Without any extra criteria (like category), how would/could you manage
this situation?

Any solution would also need to scale since this is just a random example.

Thanks,
Rob

Hi Rob,

Solr out of the box has no way of knowing that 'the user would expect electronic devices', unfortunately: since the record for 'pills' contains the word 'tablet', that's what you get. Note that if your users were expecting a medical answer everything would be rosy!

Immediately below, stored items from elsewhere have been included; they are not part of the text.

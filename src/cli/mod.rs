//! CLI argument parsing for morio.
//!
//! Uses clap derive macros for declarative argument definitions.
//! This module defines the command structure; actual implementations
//! are in the `commands` module.

use crate::agents::Agent;
use clap::{ArgAction, Parser, Subcommand, ValueEnum};
use std::path::PathBuf;

/// Morio client: configure and run the audit, logs and metrics agents.
///
/// Collector configuration is generated from templates:
/// - Variables live as one file per name in a custom and a default tier
/// - Templates render into the configuration files the collectors read
/// - Modules are enabled or disabled by renaming their templates
#[derive(Parser, Debug)]
#[command(name = "morio")]
#[command(author, version, about, long_about = None)]
#[command(propagate_version = true)]
pub struct Cli {
    /// Configuration root (default: $MORIO_CONFIG_ROOT or /etc/morio).
    #[arg(long, global = true, value_name = "DIR")]
    pub root: Option<PathBuf>,

    /// Increase diagnostic output on stderr (-v info, -vv debug).
    #[arg(short, long, global = true, action = ArgAction::Count)]
    pub verbose: u8,

    #[command(subcommand)]
    pub command: Command,
}

/// Available commands for morio.
#[derive(Subcommand, Debug)]
pub enum Command {
    /// Initialize this client.
    ///
    /// Generates the client UUID if there is none, then shows agent status.
    Init,

    /// Manage template variables.
    Vars(VarsCommand),

    /// Render every agent configuration from its templates.
    ///
    /// Writes each agent's config.yml and the enabled module and input
    /// templates, then records defaults declared by the templates.
    Template,

    /// Manage agent modules.
    Modules(ModulesCommand),

    /// Start agent services.
    Start(ServiceArgs),

    /// Stop agent services.
    Stop(ServiceArgs),

    /// Restart agent services.
    Restart(ServiceArgs),

    /// Show whether agent services are running.
    Status(ServiceArgs),

    /// Run auditbeat against the morio audit configuration.
    Audit(PassthroughArgs),

    /// Run filebeat against the morio logs configuration.
    Logs(PassthroughArgs),

    /// Run metricbeat against the morio metrics configuration.
    Metrics(PassthroughArgs),
}

/// Variable subcommands.
#[derive(Parser, Debug)]
pub struct VarsCommand {
    #[command(subcommand)]
    pub action: VarsAction,
}

/// Available variable actions.
#[derive(Subcommand, Debug)]
pub enum VarsAction {
    /// List variables and their values.
    List(VarsListArgs),

    /// Print the effective value of a variable.
    Get(VarNameArgs),

    /// Set a custom value.
    Set(VarSetArgs),

    /// Set a default value.
    SetDefault(VarSetArgs),

    /// Remove a custom value, falling back to the default.
    Rm(VarNameArgs),

    /// Set a boolean variable to true.
    Enable(VarNameArgs),

    /// Set a boolean variable to false.
    Disable(VarNameArgs),

    /// Set a custom value to the empty string.
    Clear(VarNameArgs),

    /// Remove every custom value.
    Wipe,

    /// Print all effective values as one document.
    Export(VarsExportArgs),

    /// Load custom values from a YAML mapping.
    Import(VarsImportArgs),
}

/// Which tier `vars list` shows.
#[derive(Debug, Clone, Copy, PartialEq, Eq, ValueEnum)]
pub enum TierArg {
    Custom,
    Default,
    Effective,
}

/// Output format of `vars export`.
#[derive(Debug, Clone, Copy, PartialEq, Eq, ValueEnum)]
pub enum ExportFormat {
    Yaml,
    Json,
}

/// Arguments for `vars list`.
#[derive(Parser, Debug)]
pub struct VarsListArgs {
    /// Tier to list.
    #[arg(long, value_enum, default_value_t = TierArg::Effective)]
    pub tier: TierArg,
}

/// A single variable name.
#[derive(Parser, Debug)]
pub struct VarNameArgs {
    /// Variable name.
    pub name: String,
}

/// A variable name and value.
#[derive(Parser, Debug)]
pub struct VarSetArgs {
    /// Variable name.
    pub name: String,

    /// Value, stored as-is.
    #[arg(allow_hyphen_values = true)]
    pub value: String,
}

/// Arguments for `vars export`.
#[derive(Parser, Debug)]
pub struct VarsExportArgs {
    /// Output format.
    #[arg(long, value_enum, default_value_t = ExportFormat::Yaml)]
    pub format: ExportFormat,
}

/// Arguments for `vars import`.
#[derive(Parser, Debug)]
pub struct VarsImportArgs {
    /// YAML file holding a mapping of names to values.
    pub file: PathBuf,
}

/// Module subcommands.
#[derive(Parser, Debug)]
pub struct ModulesCommand {
    #[command(subcommand)]
    pub action: ModulesAction,
}

/// Available module actions.
#[derive(Subcommand, Debug)]
pub enum ModulesAction {
    /// List enabled and disabled modules per agent.
    List,

    /// Enable a module in every area that has it.
    Enable(ModuleNameArgs),

    /// Disable a module in every area that has it.
    Disable(ModuleNameArgs),

    /// Show a module's documentation and variables.
    Info(ModuleNameArgs),
}

/// A single module name.
#[derive(Parser, Debug)]
pub struct ModuleNameArgs {
    /// Module name (template file name without extension).
    pub name: String,
}

/// Arguments for service commands.
#[derive(Parser, Debug)]
pub struct ServiceArgs {
    /// Agent to act on (default: all agents).
    #[arg(value_enum)]
    pub agent: Option<Agent>,
}

impl ServiceArgs {
    /// The selected agents.
    pub fn agents(&self) -> Vec<Agent> {
        match self.agent {
            Some(agent) => vec![agent],
            None => Agent::ALL.to_vec(),
        }
    }
}

/// Arguments handed unchanged to a collector binary.
#[derive(Parser, Debug)]
pub struct PassthroughArgs {
    /// Arguments for the collector.
    #[arg(trailing_var_arg = true, allow_hyphen_values = true)]
    pub args: Vec<String>,
}

impl Cli {
    /// Parse command line arguments.
    pub fn parse_args() -> Self {
        Cli::parse()
    }
}

#[cfg(test)]
mod tests {
    use super::*;
    use clap::CommandFactory;

    #[test]
    fn cli_debug_assert() {
        Cli::command().debug_assert();
    }

    #[test]
    fn parse_init() {
        let cli = Cli::try_parse_from(["morio", "init"]).unwrap();
        assert!(matches!(cli.command, Command::Init));
        assert!(cli.root.is_none());
        assert_eq!(cli.verbose, 0);
    }

    #[test]
    fn parse_global_options_after_subcommand() {
        let cli = Cli::try_parse_from(["morio", "template", "--root", "/tmp/m", "-vv"]).unwrap();
        assert!(matches!(cli.command, Command::Template));
        assert_eq!(cli.root, Some(PathBuf::from("/tmp/m")));
        assert_eq!(cli.verbose, 2);
    }

    #[test]
    fn parse_vars_set() {
        let cli = Cli::try_parse_from(["morio", "vars", "set", "MORIO_SERVER", "m.example.com"])
            .unwrap();
        if let Command::Vars(vars) = cli.command {
            if let VarsAction::Set(args) = vars.action {
                assert_eq!(args.name, "MORIO_SERVER");
                assert_eq!(args.value, "m.example.com");
            } else {
                panic!("Expected Set action");
            }
        } else {
            panic!("Expected Vars command");
        }
    }

    #[test]
    fn parse_vars_set_hyphen_value() {
        let cli = Cli::try_parse_from(["morio", "vars", "set", "OFFSET", "-5"]).unwrap();
        if let Command::Vars(vars) = cli.command {
            if let VarsAction::Set(args) = vars.action {
                assert_eq!(args.value, "-5");
            } else {
                panic!("Expected Set action");
            }
        } else {
            panic!("Expected Vars command");
        }
    }

    #[test]
    fn parse_vars_set_default() {
        let cli = Cli::try_parse_from(["morio", "vars", "set-default", "X", "1"]).unwrap();
        if let Command::Vars(vars) = cli.command {
            assert!(matches!(vars.action, VarsAction::SetDefault(_)));
        } else {
            panic!("Expected Vars command");
        }
    }

    #[test]
    fn parse_vars_list_tier() {
        let cli = Cli::try_parse_from(["morio", "vars", "list", "--tier", "custom"]).unwrap();
        if let Command::Vars(vars) = cli.command {
            if let VarsAction::List(args) = vars.action {
                assert_eq!(args.tier, TierArg::Custom);
            } else {
                panic!("Expected List action");
            }
        } else {
            panic!("Expected Vars command");
        }
    }

    #[test]
    fn parse_vars_export_defaults_to_yaml() {
        let cli = Cli::try_parse_from(["morio", "vars", "export"]).unwrap();
        if let Command::Vars(vars) = cli.command {
            if let VarsAction::Export(args) = vars.action {
                assert_eq!(args.format, ExportFormat::Yaml);
            } else {
                panic!("Expected Export action");
            }
        } else {
            panic!("Expected Vars command");
        }
    }

    #[test]
    fn parse_modules_enable() {
        let cli = Cli::try_parse_from(["morio", "modules", "enable", "nginx"]).unwrap();
        if let Command::Modules(modules) = cli.command {
            if let ModulesAction::Enable(args) = modules.action {
                assert_eq!(args.name, "nginx");
            } else {
                panic!("Expected Enable action");
            }
        } else {
            panic!("Expected Modules command");
        }
    }

    #[test]
    fn parse_service_commands() {
        let cli = Cli::try_parse_from(["morio", "restart", "logs"]).unwrap();
        if let Command::Restart(args) = cli.command {
            assert_eq!(args.agents(), vec![Agent::Logs]);
        } else {
            panic!("Expected Restart command");
        }

        let cli = Cli::try_parse_from(["morio", "status"]).unwrap();
        if let Command::Status(args) = cli.command {
            assert_eq!(args.agents(), Agent::ALL.to_vec());
        } else {
            panic!("Expected Status command");
        }
    }

    #[test]
    fn parse_unknown_agent_fails() {
        assert!(Cli::try_parse_from(["morio", "start", "traces"]).is_err());
    }

    #[test]
    fn parse_passthrough_keeps_flags() {
        let cli =
            Cli::try_parse_from(["morio", "logs", "test", "config", "-e", "--strict.perms=false"])
                .unwrap();
        if let Command::Logs(args) = cli.command {
            assert_eq!(args.args, vec!["test", "config", "-e", "--strict.perms=false"]);
        } else {
            panic!("Expected Logs command");
        }
    }
}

Firstly, consider setting up some tests for these kinds of issues, so you can measure if the adjustments you're making are having the effect you want - we call this test-driven relevancy tuning. One tool you might consider (if you don't want to use a pile of spreadsheets) is Quepid (disclaimer: we resell this in the UK).

Then, you need to work out *why* the results are wrong for your use case (using Solr's debugQuery helps here). If the words in the body text are having a disproportionate effect, consider boosting another part of the source data. Consider synonyms (if I search 'tablet' I should also get 'iPad'). To be honest this is a complex field with a lot of different knobs to adjust - I would recommend you take a look at Doug Turnbull and John Berryman's new book 'Relevant Search' (available on MEAP at Manning Publications) which is an excellent take on this.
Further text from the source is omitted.